Ce n’est donc pas un hasard si le quotidien à l’intérieur des prisons, dans l’expression des rapports sociaux entre détenus, entre gardiens, entre administrateurs et dans l’interaction entre eux tous, ne repose pas tant sur la force de la coercition, mais plutôt sur la recomposition –en miniature et de manière exacerbée– des mêmes rapports sociaux aliénés vécus au-delà des barreaux.

De la reproduction des rapports

L’imbécillité des chevaliers des « droits-de-l’homme » réside dans l’affirmation que l’enfermement porte en soi une aggravation du comportement des individus remis en liberté. Le proverbe voudrait que la prison soit une école de la violence et de l’abrutissement des êtres humains. A travers ces simples considérations, on voit clairement quel est le lien morbide qu’entretiennent ces « belles-âmes » du droit avec le système qui nous entoure.
Ce n’est pas la violence de la prison qui entre dans la société, mais plutôt le contraire : le système hiérarchique, les abus de pouvoir, le machisme et la soumission vécus dans les rapports entre prisonniers sont les mêmes rapports que chacun de nous porte à l’intérieur de la société-prison. La prison reflète ce qu’il y a dehors, et pas l’inverse. Si les causes des rapports aliénés doivent être recherchées dans la prison, cette prison est alors le tout, la totalité de l’existant et des êtres qui sont contaminés par l’enfermement.

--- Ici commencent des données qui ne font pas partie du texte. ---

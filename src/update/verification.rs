use anyhow::{Context, Result};
use sha2::{Digest, Sha256};
use std::path::Path;
use tokio::fs;
use tracing::debug;

use crate::constants::USER_AGENT;

/// Verifies the integrity of a downloaded binary using a SHA-256 checksum.
///
/// Checksum sidecars are plain text files whose first whitespace-delimited
/// token is the hex digest (the common `"<hash>  <filename>"` convention is
/// tolerated). Comparison is case-insensitive.
pub struct ChecksumVerifier;

impl ChecksumVerifier {
    /// Compute the SHA-256 digest of a file as lowercase hex.
    ///
    /// # Errors
    ///
    /// Fails if the file cannot be read.
    pub async fn compute_sha256(file_path: &Path) -> Result<String> {
        debug!("Computing SHA-256 checksum for {}", file_path.display());

        let contents = fs::read(file_path)
            .await
            .with_context(|| format!("Failed to read file: {}", file_path.display()))?;

        let mut hasher = Sha256::new();
        hasher.update(&contents);
        Ok(hex::encode(hasher.finalize()))
    }

    /// Fetch the expected digest from a checksum sidecar URL.
    ///
    /// Returns `None` when the sidecar cannot be fetched or contains no
    /// token. A missing sidecar is not fatal to an update - the caller
    /// proceeds unverified and warns the user.
    pub async fn fetch_expected(client: &reqwest::Client, url: &str) -> Option<String> {
        debug!("Fetching checksum from {url}");

        let response = match client
            .get(url)
            .header(reqwest::header::USER_AGENT, USER_AGENT)
            .send()
            .await
        {
            Ok(response) => response,
            Err(e) => {
                debug!("Error fetching checksum: {e}");
                return None;
            }
        };

        if !response.status().is_success() {
            debug!("Failed to fetch checksum: HTTP {}", response.status());
            return None;
        }

        let body = match response.text().await {
            Ok(body) => body,
            Err(e) => {
                debug!("Failed to read checksum body: {e}");
                return None;
            }
        };

        parse_checksum_body(&body)
    }

    /// Verify a file against an expected hex digest, case-insensitively.
    ///
    /// Read errors degrade to `false` with a debug log; this function never
    /// fails across its boundary.
    pub async fn verify(file_path: &Path, expected_hex: &str) -> bool {
        match Self::compute_sha256(file_path).await {
            Ok(actual) => digest_matches(expected_hex, &actual),
            Err(e) => {
                debug!("Checksum verification error: {e:#}");
                false
            }
        }
    }
}

/// Compare an expected digest against a computed one, ignoring case and
/// surrounding whitespace. The single comparison rule shared by every
/// caller that checks a digest.
#[must_use]
pub fn digest_matches(expected: &str, actual: &str) -> bool {
    actual.trim().eq_ignore_ascii_case(expected.trim())
}

/// Extract the digest token from a checksum sidecar body: the first
/// whitespace-delimited token, lowercased.
pub(crate) fn parse_checksum_body(body: &str) -> Option<String> {
    body.split_whitespace()
        .next()
        .map(|token| token.to_lowercase())
}

#[cfg(test)]
mod tests {
    use super::*;
    use std::io::Write;
    use tempfile::NamedTempFile;

    #[tokio::test]
    async fn test_compute_sha256() {
        let mut temp_file = NamedTempFile::new().unwrap();
        temp_file.write_all(b"Hello, World!").unwrap();

        let checksum = ChecksumVerifier::compute_sha256(temp_file.path()).await.unwrap();

        // Known SHA-256 of "Hello, World!"
        assert_eq!(
            checksum,
            "dffd6021bb2bd5b0af676290809ec3a53191dd81c7f70a4b28688a362182986f"
        );
    }

    #[tokio::test]
    async fn test_verify_matches_own_digest() {
        let mut temp_file = NamedTempFile::new().unwrap();
        temp_file.write_all(b"Test content").unwrap();

        let actual = ChecksumVerifier::compute_sha256(temp_file.path()).await.unwrap();
        assert!(ChecksumVerifier::verify(temp_file.path(), &actual).await);
    }

    #[tokio::test]
    async fn test_verify_rejects_other_digest() {
        let mut temp_file = NamedTempFile::new().unwrap();
        temp_file.write_all(b"Test content").unwrap();

        let wrong = "0000000000000000000000000000000000000000000000000000000000000000";
        assert!(!ChecksumVerifier::verify(temp_file.path(), wrong).await);
    }

    #[tokio::test]
    async fn test_verify_is_case_insensitive() {
        let mut temp_file = NamedTempFile::new().unwrap();
        temp_file.write_all(b"Test").unwrap();

        // SHA-256 of "Test"
        let lowercase = "532eaabd9574880dbf76b9b8cc00832c20a6ec113d682299550d7a6e0f345e25";
        let uppercase = "532EAABD9574880DBF76B9B8CC00832C20A6EC113D682299550D7A6E0F345E25";

        assert!(ChecksumVerifier::verify(temp_file.path(), lowercase).await);
        assert!(ChecksumVerifier::verify(temp_file.path(), uppercase).await);
    }

    #[tokio::test]
    async fn test_verify_missing_file_is_false() {
        let path = Path::new("/nonexistent/unipm-download");
        assert!(!ChecksumVerifier::verify(path, "abcd").await);
    }

    #[test]
    fn test_digest_matches_ignores_case_and_whitespace() {
        assert!(digest_matches("ABC123", "abc123"));
        assert!(digest_matches("abc123\n", "  abc123"));
        assert!(!digest_matches("abc123", "abc124"));
    }

    #[test]
    fn test_parse_checksum_body_formats() {
        // Bare digest
        assert_eq!(parse_checksum_body("abc123\n").as_deref(), Some("abc123"));
        // "<hash>  <filename>" convention
        assert_eq!(
            parse_checksum_body("ABC123  unipm-linux-x64\n").as_deref(),
            Some("abc123")
        );
        // Empty body
        assert_eq!(parse_checksum_body("   \n"), None);
    }
}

Des prisons morales et éducationnistes

Si on entend par prison la coercition des corps et des esprits, l’aliénation par et au travers des affects, la hiérarchie imposée et la soumission obligatoire aux lois (morales, juridiques, coutumières), il devient alors évident que la survie à laquelle nous sommes condamnés se déroule à l’intérieur d’une prison qui ne prévoit pas d’en-dehors.
Dès leur plus jeune âge, les « hommes civilisés » commencent à purger leur peine à l’intérieur de la société-prison et s’habituent ainsi à l’enfermement en tant que norme. La soi-disant éducation dans les structures familiales et scolaires n’est que le début d’une perpétuité qui nous rend alternativement prisonniers et matons de la reproduction de l’idéologie de la détention. C’est en effet sur la norme et l’idéologie que se base l’acceptation passive de la condition de prisonnier : tout petit, l’individu apprend presque immédiatement la soumission (nommée idéologiquement respect, bien qu’elle ne comporte aucune base de réciprocité) envers l’autorité et les hiérarchies. La relation avec le père, les parents, les professeurs ou le prêtre ne s’instaure pas « naturellement » par choix et volonté, mais est une chose due. Dans de tels rapports, le comportement des gardiens n’a aucune importance – ils peuvent tout faire tant qu’ils restent socialement investis de leur rôle –, pas plus que la sensibilité des individus prisonniers : l’autorité familiale et scolaire (ou celle de la communauté, dans les rares cas où elle son principe est resté intact) agissent pour le bien du détenu, pour sa future insertion, pour qu’il ne commette pas d’ « erreurs », et surtout pour s’assurer que le petit individu reproduise en grandissant ces mêmes mécanismes qui fondent toute la structure de l’enfermement.
C’est sur ce même principe de la « peine supplémentaire » qu’on peut voir clairement comment s’applique la méthode juridique. L’enseignant ou le père ne stipule aucun accord avec le sujet concerné mais impose des lois qui, lorsqu’elles sont transgressées, déterminent la punition de l’individu et pas nécessairement la sanction de la transgression. Comme pour tout aspect de la vie sociale, c’est l’homme dans son ensemble et dans son existence qui est puni, et pas le simple geste. Cette différence pourrait être perçue comme négligeable à partir du moment où sanctionner un acte implique de toutes façons « toucher » d’une manière ou d’une autre la personne. Là où elle devient pourtant fondamentale, c’est lorsque ce raisonnement concerne la construction idéologique de la nécessité de punir et la culpabilisation des hommes dans leur être et pas dans leur agir.
L’organisation concentrationnaire des structures scolaires, mais aussi toujours plus celles du divertissement, ne sont qu’un « avant-goût » offert par la société pour domestiquer les esprits et les cerveaux et pour les habituer à la permanence des cages à poule. C’est dans les incubeuses de la passivité et de l’aliénation que les hommes apprennent et ingurgitent une « personnalité » double et paradoxale, avec d’un côté le fait de se vivre comme une masse, et d’une autre l’idée hiérarchique de se placer en haut de cette masse (mais toujours en tant que portion de cette dernière). En substance, l’espoir est que l’autorité accorde une bonne note, voire même de devenir le premier de la classe, si possible en humiliant le dernier, mais toujours à l’intérieur de la classe.
L’important est alors qu’on ne se demande jamais s’il est juste que quelqu’un nous impose une note du haut d’une quelconque estrade, une note qui n’est en plus ni liée à notre mérite ni à une attitude spécifique, mais à notre être ensemble : au fait d’être des hommes en prison.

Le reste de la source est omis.